» PROBLEM TO WORK ON: Hunt through the lines below for the string "InvitationResult" and copy each one that has it.
○ ○ ○
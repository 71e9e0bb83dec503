//! Reconciliation of identity provider `user.created` events.
//!
//! A new identity is matched to a pending invitation by email. A match is
//! claimed and materialized exactly like a direct acceptance; no match
//! provisions a self-signup trainee without a company. Redelivered events are
//! recognised by subject and leave everything untouched.

use chrono::Utc;
use sea_orm::{ActiveModelTrait, ColumnTrait, EntityTrait, QueryFilter, Set};

use crate::models::audit_log::{AuditAction, ResourceType};
use crate::models::invitation::{self, InvitationStatus};
use crate::models::prelude::*;
use crate::models::user::{self, UserRole};
use crate::schemas::UserCreatedData;
use crate::services::audit::AuditEvent;
use crate::services::invitation::{
    claim_and_materialize, is_unique_violation, normalize_email, InvitationError,
    InvitationResult, InvitationService,
};

#[derive(Debug, Clone, PartialEq)]
pub enum ReconcileOutcome {
    /// A User with this subject already exists (redelivery)
    AlreadyProvisioned(user::Model),
    /// The identity matched a pending invitation which is now accepted
    InvitationAccepted {
        user: user::Model,
        invitation_id: i64,
    },
    /// No invitation matched; a default trainee was provisioned
    SelfSignup(user::Model),
    /// Another User already owns this email under a different subject
    EmailInUse,
}

pub async fn reconcile_user_created(
    service: &InvitationService,
    data: &UserCreatedData,
) -> InvitationResult<ReconcileOutcome> {
    let db = service.db();
    let now = Utc::now();
    let subject = data.id.as_str();

    let email = data
        .primary_email()
        .map(normalize_email)
        .ok_or_else(|| InvitationError::Validation("No email address in event".to_string()))?;

    if let Some(existing) = User::find()
        .filter(user::Column::UserId.eq(subject))
        .one(db)
        .await?
    {
        tracing::info!(
            subject,
            user_id = existing.id,
            "Identity already provisioned, ignoring event"
        );
        return Ok(ReconcileOutcome::AlreadyProvisioned(existing));
    }

    let pending = Invitation::find()
        .filter(invitation::Column::Email.eq(email.as_str()))
        .filter(invitation::Column::Status.eq(InvitationStatus::Pending))
        .filter(invitation::Column::ExpiresAt.gte(now))
        .one(db)
        .await?;

    let outcome = match pending {
        Some(invitation) => match claim_and_materialize(db, &invitation, subject, &email, now).await
        {
            Ok(user) => {
                tracing::info!(
                    invitation_id = invitation.id,
                    user_id = user.id,
                    role = %user.role,
                    "Reconciled identity with invitation"
                );
                service
                    .audit()
                    .log_success(
                        AuditEvent::new(AuditAction::InvitationAccepted, ResourceType::Invitation)
                            .resource(invitation.id)
                            .user(user.id)
                            .actor(user.email.clone())
                            .details(serde_json::json!({ "via": "webhook" })),
                    )
                    .await;
                ReconcileOutcome::InvitationAccepted {
                    user,
                    invitation_id: invitation.id,
                }
            }
            // A concurrent delivery or direct acceptance won the claim
            Err(InvitationError::InvalidInvitation) => {
                return already_provisioned(service, subject, &email).await
            }
            Err(InvitationError::Database(e)) if is_unique_violation(&e) => {
                return already_provisioned(service, subject, &email).await
            }
            Err(e) => return Err(e),
        },
        None => match provision_default(service, data, subject, &email, now).await {
            Ok(user) => ReconcileOutcome::SelfSignup(user),
            Err(InvitationError::Database(e)) if is_unique_violation(&e) => {
                return already_provisioned(service, subject, &email).await
            }
            Err(e) => return Err(e),
        },
    };

    if let ReconcileOutcome::InvitationAccepted { user, .. } | ReconcileOutcome::SelfSignup(user) =
        &outcome
    {
        service.sync_identity_metadata(user).await;
    }

    Ok(outcome)
}

async fn provision_default(
    service: &InvitationService,
    data: &UserCreatedData,
    subject: &str,
    email: &str,
    now: chrono::DateTime<Utc>,
) -> InvitationResult<user::Model> {
    let user = user::ActiveModel {
        user_id: Set(subject.to_string()),
        email: Set(email.to_string()),
        role: Set(UserRole::Trainee),
        company_id: Set(None),
        first_name: Set(data.first_name.clone().unwrap_or_default().trim().to_string()),
        last_name: Set(data.last_name.clone().unwrap_or_default().trim().to_string()),
        invitation_id: Set(None),
        profile_completed: Set(false),
        is_active: Set(true),
        created_at: Set(now),
        updated_at: Set(now),
        ..Default::default()
    }
    .insert(service.db())
    .await?;

    tracing::info!(user_id = user.id, subject, "Provisioned self-signup trainee");
    service
        .audit()
        .log_success(
            AuditEvent::new(AuditAction::UserProvisioned, ResourceType::User)
                .resource(user.id)
                .user(user.id)
                .actor(user.email.clone())
                .details(serde_json::json!({ "role": user.role, "source": "self_signup" })),
        )
        .await;

    Ok(user)
}

/// Resolve a lost race: whoever won must have created the User
async fn already_provisioned(
    service: &InvitationService,
    subject: &str,
    email: &str,
) -> InvitationResult<ReconcileOutcome> {
    if let Some(existing) = User::find()
        .filter(user::Column::UserId.eq(subject))
        .one(service.db())
        .await?
    {
        return Ok(ReconcileOutcome::AlreadyProvisioned(existing));
    }

    tracing::warn!(subject, email = %email, "Email already belongs to another user");
    Ok(ReconcileOutcome::EmailInUse)
}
○ ○ ○
» REPLY TO THE TASK:
    InvitationResult, InvitationService,
) -> InvitationResult<ReconcileOutcome> {
) -> InvitationResult<user::Model> {
) -> InvitationResult<ReconcileOutcome> {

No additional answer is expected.